WORK INSTRUCTIONS:
Look for "failed" in every line of the listing. Copy the lines that have it.

SOURCE MATERIAL:
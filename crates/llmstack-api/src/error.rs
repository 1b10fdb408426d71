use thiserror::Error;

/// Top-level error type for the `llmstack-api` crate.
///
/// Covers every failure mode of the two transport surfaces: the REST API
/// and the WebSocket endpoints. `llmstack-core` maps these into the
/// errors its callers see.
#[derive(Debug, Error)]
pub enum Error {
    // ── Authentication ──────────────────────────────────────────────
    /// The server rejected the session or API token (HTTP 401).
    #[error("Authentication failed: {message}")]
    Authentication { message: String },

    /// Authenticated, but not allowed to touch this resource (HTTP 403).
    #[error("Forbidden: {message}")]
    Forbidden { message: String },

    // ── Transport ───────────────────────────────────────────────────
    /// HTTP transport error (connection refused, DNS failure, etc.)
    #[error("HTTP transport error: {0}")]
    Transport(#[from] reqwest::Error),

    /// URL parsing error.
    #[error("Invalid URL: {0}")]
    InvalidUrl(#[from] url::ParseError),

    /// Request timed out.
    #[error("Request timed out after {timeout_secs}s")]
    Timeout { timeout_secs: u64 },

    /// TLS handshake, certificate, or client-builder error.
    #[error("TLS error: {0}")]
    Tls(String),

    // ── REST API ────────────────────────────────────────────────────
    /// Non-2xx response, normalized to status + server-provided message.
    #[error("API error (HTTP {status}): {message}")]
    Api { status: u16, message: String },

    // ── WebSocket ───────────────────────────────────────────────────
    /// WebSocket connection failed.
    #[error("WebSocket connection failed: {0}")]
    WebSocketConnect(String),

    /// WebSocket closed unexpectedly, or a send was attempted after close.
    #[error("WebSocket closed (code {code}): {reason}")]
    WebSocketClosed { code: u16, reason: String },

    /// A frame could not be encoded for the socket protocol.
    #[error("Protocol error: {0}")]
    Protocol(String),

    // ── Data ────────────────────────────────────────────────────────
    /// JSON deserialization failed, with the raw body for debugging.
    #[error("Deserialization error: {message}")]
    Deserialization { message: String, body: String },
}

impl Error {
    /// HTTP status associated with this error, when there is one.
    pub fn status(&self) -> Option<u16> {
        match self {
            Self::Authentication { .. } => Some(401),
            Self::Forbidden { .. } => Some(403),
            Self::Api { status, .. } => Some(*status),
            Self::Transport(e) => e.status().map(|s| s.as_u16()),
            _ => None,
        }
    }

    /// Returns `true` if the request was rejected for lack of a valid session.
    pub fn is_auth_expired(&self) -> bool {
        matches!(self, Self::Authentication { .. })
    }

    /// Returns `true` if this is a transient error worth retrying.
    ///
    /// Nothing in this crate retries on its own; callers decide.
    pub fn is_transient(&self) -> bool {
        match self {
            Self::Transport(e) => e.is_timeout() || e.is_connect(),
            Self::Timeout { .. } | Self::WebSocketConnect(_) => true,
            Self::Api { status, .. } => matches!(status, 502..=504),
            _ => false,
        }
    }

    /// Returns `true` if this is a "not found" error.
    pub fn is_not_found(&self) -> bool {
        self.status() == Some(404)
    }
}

RESULT BELOW:
    #[error("Authentication failed: {message}")]
    /// WebSocket connection failed.
    #[error("WebSocket connection failed: {0}")]
    /// JSON deserialization failed, with the raw body for debugging.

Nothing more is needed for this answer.